A RAZÃO OU NÃO‐RAZÃO DESTE TEMPO 

Ao conceber uma ideia, o espírito exerce a função de elaboração e de combinação, pela qual descobre e afirma as diversas relações que ligam as ideias entre si e com os respectivos objectos. Esta função do espírito compreende duas operações, que se chamam juízo e raciocínio. Podemos distinguir três ordens de princípios e, por conseguinte, três domínios da inteligência.
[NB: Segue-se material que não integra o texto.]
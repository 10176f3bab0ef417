//! Exact decimal scores.
//!
//! Sentiment and trend sums are accumulated as integers counting billionths,
//! so merging partial sums gives the same result in any order. Values are
//! converted from `f64` once, at the record boundary, rounded to the nearest
//! billionth.

use std::fmt;
use std::ops::{Add, AddAssign};

/// Fixed-point units per 1.0.
pub const SCALE: i128 = 1_000_000_000;

/// Largest magnitude accepted by [`Fixed::from_f64`]. Sums of up to 1e11
/// such values still fit.
pub const MAX_MAGNITUDE: f64 = 1e18;

/// A decimal with nine fractional digits.
#[derive(Debug, Clone, Copy, Default, PartialEq, Eq, PartialOrd, Ord, Hash)]
pub struct Fixed(i128);

impl Fixed {
    pub const ZERO: Fixed = Fixed(0);
    pub const MIN: Fixed = Fixed(i128::MIN);
    pub const MAX: Fixed = Fixed(i128::MAX);

    /// Rounds `value` to the nearest billionth. `None` for non-finite values
    /// and magnitudes of [`MAX_MAGNITUDE`] or more.
    pub fn from_f64(value: f64) -> Option<Fixed> {
        if !value.is_finite() || value.abs() >= MAX_MAGNITUDE {
            return None;
        }
        Some(Fixed((value * SCALE as f64).round() as i128))
    }

    pub fn is_zero(self) -> bool {
        self.0 == 0
    }

    /// `self / divisor` rounded half away from zero to `decimals` fractional
    /// digits, e.g. `0.67` for 2/3 with two decimals. `decimals` is at most 9.
    pub fn format_div(self, divisor: u64, decimals: u32) -> String {
        let decimals = decimals.min(9);
        let unit = 10i128.pow(decimals);
        let num = self.0.saturating_mul(unit);
        let den = i128::from(divisor.max(1)) * SCALE;
        let mut quotient = num / den;
        let remainder = num % den;
        if remainder.unsigned_abs() * 2 >= den.unsigned_abs() {
            quotient += num.signum();
        }
        let sign = if quotient < 0 { "-" } else { "" };
        let magnitude = quotient.unsigned_abs();
        let unit = unit.unsigned_abs();
        if decimals == 0 {
            format!("{}{}", sign, magnitude)
        } else {
            format!(
                "{}{}.{:0width$}",
                sign,
                magnitude / unit,
                magnitude % unit,
                width = decimals as usize
            )
        }
    }
}

impl Add for Fixed {
    type Output = Fixed;

    fn add(self, other: Fixed) -> Fixed {
        Fixed(self.0 + other.0)
    }
}

impl AddAssign for Fixed {
    fn add_assign(&mut self, other: Fixed) {
        self.0 += other.0;
    }
}

impl std::iter::Sum for Fixed {
    fn sum<I: Iterator<Item = Fixed>>(iter: I) -> Fixed {
        iter.fold(Fixed::ZERO, |acc, value| acc + value)
    }
}

/// Shortest decimal form: `3`, `-2`, `0.5`, `1.2`.
impl fmt::Display for Fixed {
    fn fmt(&self, f: &mut fmt::Formatter<'_>) -> fmt::Result {
        let sign = if self.0 < 0 { "-" } else { "" };
        let magnitude = self.0.unsigned_abs();
        let scale = SCALE.unsigned_abs();
        let (whole, frac) = (magnitude / scale, magnitude % scale);
        if frac == 0 {
            return write!(f, "{}{}", sign, whole);
        }
        let digits = format!("{:09}", frac);
        write!(f, "{}{}.{}", sign, whole, digits.trim_end_matches('0'))
    }
}
//! A four-stage batch analytics pipeline over a corpus of digitized books.
//!
//! Every stage is a MapReduce-style [`Workload`]: it extracts a composite key
//! and a value from each input record, the engine groups values by key, and
//! the workload reduces each group into one output line. The stages are
//! preprocessing, lemma frequency, sentiment scoring and decade trends, see
//! [`workload`]. Execution is local and parallel, see [`standalone`].

use bytes::Bytes;
use std::hash::Hasher;

pub mod fixed;
pub mod keys;
pub mod lemma;
pub mod lexicon;
pub mod normalize;
pub mod record;
pub mod standalone;
pub mod utils;
pub mod workload;

use keys::CompositeKey;

/////////////////////////////////////////////////////////////////////////////
// MapReduce application types
/////////////////////////////////////////////////////////////////////////////

/// The output of a workload's map function over one input partition.
///
/// There are 2 layers of [`anyhow::Result`]s here. The outer layer
/// accounts for errors that make the whole partition unusable.
/// The inner layer accounts for errors in single records, which the
/// engine logs and drops without aborting the partition.
pub type MapOutput<K, V> = anyhow::Result<Box<dyn Iterator<Item = anyhow::Result<(K, V)>>>>;

/// A map reduce application.
///
/// `map` turns one input partition into keyed values. The reduction is split
/// the way a combiner needs it: `combine` lifts a single value into an
/// accumulator, `merge` folds two accumulators for the same key, and
/// `reduce` renders the final accumulator. `merge` must be associative and
/// commutative, since partial accumulators built on different partitions
/// are merged in no particular order.
pub trait Workload: Send + Sync {
    /// Name used in logs and on the command line.
    const NAME: &'static str;

    type Key: CompositeKey;
    type Value: Send;
    type Acc: Send + Sync;

    /// Maps one input partition. `input.key` is the partition name (a file
    /// path), `input.value` its raw content. `partition` is the ordinal of the
    /// partition within the job.
    fn map(&self, input: KeyValue, partition: usize) -> MapOutput<Self::Key, Self::Value>;

    fn combine(&self, value: Self::Value) -> Self::Acc;

    fn merge(&self, acc: &mut Self::Acc, other: Self::Acc);

    /// Renders the output value for `key`.
    fn reduce(&self, key: &Self::Key, acc: Self::Acc) -> anyhow::Result<String>;

    /// Reduces a whole group of values directly, without partial accumulation.
    ///
    /// Returns an error if `values` is empty.
    fn reduce_values<I>(&self, key: &Self::Key, values: I) -> anyhow::Result<String>
    where
        I: IntoIterator<Item = Self::Value>,
    {
        let acc = values
            .into_iter()
            .map(|value| self.combine(value))
            .reduce(|mut acc, other| {
                self.merge(&mut acc, other);
                acc
            });
        match acc {
            Some(acc) => self.reduce(key, acc),
            None => anyhow::bail!("no values for key `{}`", key),
        }
    }
}

/////////////////////////////////////////////////////////////////////////////
// Key-value pairs
/////////////////////////////////////////////////////////////////////////////

/// A single key-value pair.
#[derive(Clone, Eq, PartialEq, Hash, Debug)]
pub struct KeyValue {
    /// The key.
    pub key: Bytes,
    /// The value.
    pub value: Bytes,
}

impl KeyValue {
    /// Construct a new key-value pair from the given key and value.
    pub fn new(key: Bytes, value: Bytes) -> Self {
        Self { key, value }
    }
}

/// Hashes an intermediate key. Compute a reduce bucket for a given key
/// by calculating `ihash(key) % n_reduce`.
pub fn ihash(key: &[u8]) -> u32 {
    let mut hasher = fnv::FnvHasher::with_key(0);
    hasher.write(key);
    // masked to 31 bits, always fits
    (hasher.finish() & 0x7fff_ffff) as u32
}
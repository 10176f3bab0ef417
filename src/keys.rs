//! Composite keys used to group records in each stage.
//!
//! Every key type derives its ordering from its field order, so the field
//! order of each struct *is* the comparison order of that stage. Equality
//! and ordering are therefore always consistent.
//!
//! # Binary layout
//!
//! Keys also have a fixed-field binary form, used to route keys to reduce
//! buckets (see [`crate::ihash`]) and as the wire form for an external
//! shuffle. Fields are written in comparison order, big endian:
//!
//! | field type | layout |
//! |---|---|
//! | string | `u32` byte length, then UTF-8 bytes |
//! | integer | `i32` |
//! | boolean | one byte, `0` or `1` |

use anyhow::{bail, ensure, Result};
use bytes::{Buf, BufMut, Bytes, BytesMut};
use std::fmt;
use std::hash::Hash;

/// A key the grouping engine can group, sort and route.
pub trait CompositeKey:
    Ord + Hash + Clone + fmt::Display + fmt::Debug + Send + Sync + 'static
{
    fn encode(&self, buf: &mut BytesMut);

    fn decode(buf: &mut Bytes) -> Result<Self>
    where
        Self: Sized;

    /// The encoded form of this key as a standalone buffer.
    fn to_bytes(&self) -> Bytes {
        let mut buf = BytesMut::new();
        self.encode(&mut buf);
        buf.freeze()
    }
}

/// The start of the ten-year span containing `year`: `floor(year / 10) * 10`.
///
/// Rounds toward negative infinity, so `decade_of(-5) == Some(-10)`. Defined
/// for `year >= -2147483640`; below that the decade does not fit an `i32`.
#[inline]
pub fn decade_of(year: i32) -> Option<i32> {
    year.checked_sub(year.rem_euclid(10))
}

fn put_str(buf: &mut BytesMut, s: &str) {
    buf.put_u32(s.len() as u32);
    buf.put_slice(s.as_bytes());
}

fn get_str(buf: &mut Bytes) -> Result<String> {
    ensure!(buf.remaining() >= 4, "truncated string length");
    let len = buf.get_u32() as usize;
    ensure!(
        buf.remaining() >= len,
        "truncated string: need {} bytes, have {}",
        len,
        buf.remaining()
    );
    let raw = buf.split_to(len);
    Ok(String::from_utf8(raw.to_vec())?)
}

fn get_i32(buf: &mut Bytes) -> Result<i32> {
    ensure!(buf.remaining() >= 4, "truncated integer");
    Ok(buf.get_i32())
}

fn get_bool(buf: &mut Bytes) -> Result<bool> {
    ensure!(buf.remaining() >= 1, "truncated boolean");
    match buf.get_u8() {
        0 => Ok(false),
        1 => Ok(true),
        other => bail!("invalid boolean byte {}", other),
    }
}

/////////////////////////////////////////////////////////////////////////////
// Preprocessing
/////////////////////////////////////////////////////////////////////////////

/// Identifies one book: `(book_id, title, year)`.
///
/// Rendered as `book_id,title,year`.
#[derive(Clone, Debug, PartialEq, Eq, PartialOrd, Ord, Hash)]
pub struct BookKey {
    pub book_id: String,
    pub title: String,
    pub year: i32,
}

impl BookKey {
    pub fn new(book_id: impl Into<String>, title: impl Into<String>, year: i32) -> Self {
        Self {
            book_id: book_id.into(),
            title: title.into(),
            year,
        }
    }
}

impl fmt::Display for BookKey {
    fn fmt(&self, f: &mut fmt::Formatter<'_>) -> fmt::Result {
        write!(f, "{},{},{}", self.book_id, self.title, self.year)
    }
}

impl CompositeKey for BookKey {
    fn encode(&self, buf: &mut BytesMut) {
        put_str(buf, &self.book_id);
        put_str(buf, &self.title);
        buf.put_i32(self.year);
    }

    fn decode(buf: &mut Bytes) -> Result<Self> {
        Ok(Self {
            book_id: get_str(buf)?,
            title: get_str(buf)?,
            year: get_i32(buf)?,
        })
    }
}

/////////////////////////////////////////////////////////////////////////////
// Lemma frequency
/////////////////////////////////////////////////////////////////////////////

/// One lemma within one book: `(book_id, lemma, year)`.
///
/// Rendered tab-separated, so a lemma-frequency output line reads
/// `book_id<TAB>lemma<TAB>year<TAB>count`.
#[derive(Clone, Debug, PartialEq, Eq, PartialOrd, Ord, Hash)]
pub struct LemmaKey {
    pub book_id: String,
    pub lemma: String,
    pub year: i32,
}

impl LemmaKey {
    pub fn new(book_id: impl Into<String>, lemma: impl Into<String>, year: i32) -> Self {
        Self {
            book_id: book_id.into(),
            lemma: lemma.into(),
            year,
        }
    }
}

impl fmt::Display for LemmaKey {
    fn fmt(&self, f: &mut fmt::Formatter<'_>) -> fmt::Result {
        write!(f, "{}\t{}\t{}", self.book_id, self.lemma, self.year)
    }
}

impl CompositeKey for LemmaKey {
    fn encode(&self, buf: &mut BytesMut) {
        put_str(buf, &self.book_id);
        put_str(buf, &self.lemma);
        buf.put_i32(self.year);
    }

    fn decode(buf: &mut Bytes) -> Result<Self> {
        Ok(Self {
            book_id: get_str(buf)?,
            lemma: get_str(buf)?,
            year: get_i32(buf)?,
        })
    }
}

/////////////////////////////////////////////////////////////////////////////
// Sentiment
/////////////////////////////////////////////////////////////////////////////

/// A book in a given year: `(book_id, year)`, rendered `(book_id,year)`.
#[derive(Clone, Debug, PartialEq, Eq, PartialOrd, Ord, Hash)]
pub struct BookYearKey {
    pub book_id: String,
    pub year: i32,
}

impl BookYearKey {
    pub fn new(book_id: impl Into<String>, year: i32) -> Self {
        Self {
            book_id: book_id.into(),
            year,
        }
    }
}

impl fmt::Display for BookYearKey {
    fn fmt(&self, f: &mut fmt::Formatter<'_>) -> fmt::Result {
        write!(f, "({},{})", self.book_id, self.year)
    }
}

impl CompositeKey for BookYearKey {
    fn encode(&self, buf: &mut BytesMut) {
        put_str(buf, &self.book_id);
        buf.put_i32(self.year);
    }

    fn decode(buf: &mut Bytes) -> Result<Self> {
        Ok(Self {
            book_id: get_str(buf)?,
            year: get_i32(buf)?,
        })
    }
}

/////////////////////////////////////////////////////////////////////////////
// Trends
/////////////////////////////////////////////////////////////////////////////

/// A decade bucket, either for all books or for one book.
///
/// Ordered by decade first. Within a decade the aggregate key (`book_id` is
/// `None`) sorts before every book key, and book keys sort by id, so a
/// decade summary is always emitted right before its per-book breakdown.
///
/// Rendered `1850s` for the aggregate and `(book_id,1850s)` for a book.
#[derive(Clone, Debug, PartialEq, Eq, PartialOrd, Ord, Hash)]
pub struct TrendKey {
    pub decade: i32,
    pub book_id: Option<String>,
}

impl TrendKey {
    /// The aggregate key over all books in `decade`.
    pub fn overall(decade: i32) -> Self {
        Self {
            decade,
            book_id: None,
        }
    }

    pub fn book(book_id: impl Into<String>, decade: i32) -> Self {
        Self {
            decade,
            book_id: Some(book_id.into()),
        }
    }

    #[inline]
    pub fn is_aggregate(&self) -> bool {
        self.book_id.is_none()
    }
}

impl fmt::Display for TrendKey {
    fn fmt(&self, f: &mut fmt::Formatter<'_>) -> fmt::Result {
        match &self.book_id {
            None => write!(f, "{}s", self.decade),
            Some(book_id) => write!(f, "({},{}s)", book_id, self.decade),
        }
    }
}

impl CompositeKey for TrendKey {
    // decade, is_aggregate, book_id ("" for the aggregate)
    fn encode(&self, buf: &mut BytesMut) {
        buf.put_i32(self.decade);
        buf.put_u8(u8::from(self.is_aggregate()));
        put_str(buf, self.book_id.as_deref().unwrap_or(""));
    }

    fn decode(buf: &mut Bytes) -> Result<Self> {
        let decade = get_i32(buf)?;
        let aggregate = get_bool(buf)?;
        let book_id = get_str(buf)?;
        if aggregate {
            ensure!(book_id.is_empty(), "aggregate trend key carries book id `{}`", book_id);
            Ok(Self::overall(decade))
        } else {
            Ok(Self::book(book_id, decade))
        }
    }
}

#[cfg(test)]
mod tests {
    use super::*;
    use proptest::prelude::*;

    #[test]
    fn decade_edges() {
        assert_eq!(decade_of(1851), Some(1850));
        assert_eq!(decade_of(1850), Some(1850));
        assert_eq!(decade_of(-5), Some(-10));
        assert_eq!(decade_of(i32::MAX), Some(2_147_483_640));
        assert_eq!(decade_of(-2_147_483_640), Some(-2_147_483_640));
        assert_eq!(decade_of(-2_147_483_641), None);
        assert_eq!(decade_of(i32::MIN), None);
    }

    #[test]
    fn trend_keys_put_decade_summary_before_books() {
        let mut keys = vec![
            TrendKey::book("b", 1850),
            TrendKey::overall(1860),
            TrendKey::book("a", 1850),
            TrendKey::book("a", 1840),
            TrendKey::overall(1850),
        ];
        keys.sort();
        let rendered: Vec<String> = keys.iter().map(ToString::to_string).collect();
        assert_eq!(
            rendered,
            vec!["(a,1840s)", "1850s", "(a,1850s)", "(b,1850s)", "1860s"]
        );
    }

    #[test]
    fn aggregate_and_book_keys_never_compare_equal() {
        let overall = TrendKey::overall(1850);
        let empty_book = TrendKey::book("", 1850);
        assert_ne!(overall, empty_book);
        assert!(overall < empty_book);
        assert_ne!(overall.to_bytes(), empty_book.to_bytes());
    }

    #[test]
    fn lemma_keys_order_by_book_then_lemma_then_year() {
        let mut keys = vec![
            LemmaKey::new("2", "apple", 1900),
            LemmaKey::new("1", "whale", 1851),
            LemmaKey::new("1", "sea", 1852),
            LemmaKey::new("1", "sea", 1851),
        ];
        keys.sort();
        assert_eq!(keys[0], LemmaKey::new("1", "sea", 1851));
        assert_eq!(keys[1], LemmaKey::new("1", "sea", 1852));
        assert_eq!(keys[2], LemmaKey::new("1", "whale", 1851));
        assert_eq!(keys[3], LemmaKey::new("2", "apple", 1900));
    }

    #[test]
    fn text_forms() {
        assert_eq!(
            BookKey::new("PG2701", "Moby Dick", 1851).to_string(),
            "PG2701,Moby Dick,1851"
        );
        assert_eq!(LemmaKey::new("PG2701", "whale", 1851).to_string(), "PG2701\twhale\t1851");
        assert_eq!(BookYearKey::new("PG2701", 1851).to_string(), "(PG2701,1851)");
        assert_eq!(TrendKey::book("PG2701", 1850).to_string(), "(PG2701,1850s)");
        assert_eq!(TrendKey::overall(1850).to_string(), "1850s");
    }

    #[test]
    fn decode_reads_encoded_fields_back() {
        let key = TrendKey::book("PG2701", 1850);
        let mut buf = key.to_bytes();
        assert_eq!(TrendKey::decode(&mut buf).unwrap(), key);
        assert!(buf.is_empty());

        let key = BookKey::new("PG2701", "Moby Dick", 1851);
        let mut buf = key.to_bytes();
        assert_eq!(BookKey::decode(&mut buf).unwrap(), key);
    }

    #[test]
    fn decode_rejects_truncated_input() {
        let bytes = LemmaKey::new("PG2701", "whale", 1851).to_bytes();
        let mut truncated = bytes.slice(..bytes.len() - 2);
        assert!(LemmaKey::decode(&mut truncated).is_err());

        let mut bad_flag = Bytes::from_static(&[0, 0, 7, 58, 9, 0, 0, 0, 0]);
        assert!(TrendKey::decode(&mut bad_flag).is_err());
    }

    proptest! {
        #[test]
        fn decade_bucket_contains_year(year in -2_147_483_640i32..=i32::MAX) {
            let decade = decade_of(year).unwrap();
            prop_assert!(decade <= year);
            prop_assert!(i64::from(year) < i64::from(decade) + 10);
            prop_assert_eq!(decade.rem_euclid(10), 0);
        }

        #[test]
        fn ordering_is_consistent_with_equality(
            a in ("[a-c]{0,2}", 1990i32..1993),
            b in ("[a-c]{0,2}", 1990i32..1993),
        ) {
            let ka = BookYearKey::new(a.0, a.1);
            let kb = BookYearKey::new(b.0, b.1);
            prop_assert_eq!(ka.cmp(&kb) == std::cmp::Ordering::Equal, ka == kb);
            prop_assert_eq!(ka.to_bytes() == kb.to_bytes(), ka == kb);
        }
    }
}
Razão teórica – A razão teórica ou especulativa é a razão enquanto se exerce no domínio da verdade pura. Fornece os princípios directivos do conhecimento, que estabelecem a ordem nos nossos pensamentos. S. Tomás chama-a: habitus principiorum speculabilium. O seu objectivo adequado é a verdade absoluta.(Razão enquanto nos fornece os princípios directivos do conhecimento)

Razão prática - A razão prática é a razão enquanto se exerce no domínio da moralidade com o nome de consciência moral. Vê a obrigação que nos assiste de querer o bem, e fornece assim os princípios directivos do proceder moral, que põem ordem na vida. S. Tomás chama-a habitus naturalis principiorum operabilium. O seu objecto adequado é o bem e a justiça absolutos.(Esta razão constitui o o objecto da moral).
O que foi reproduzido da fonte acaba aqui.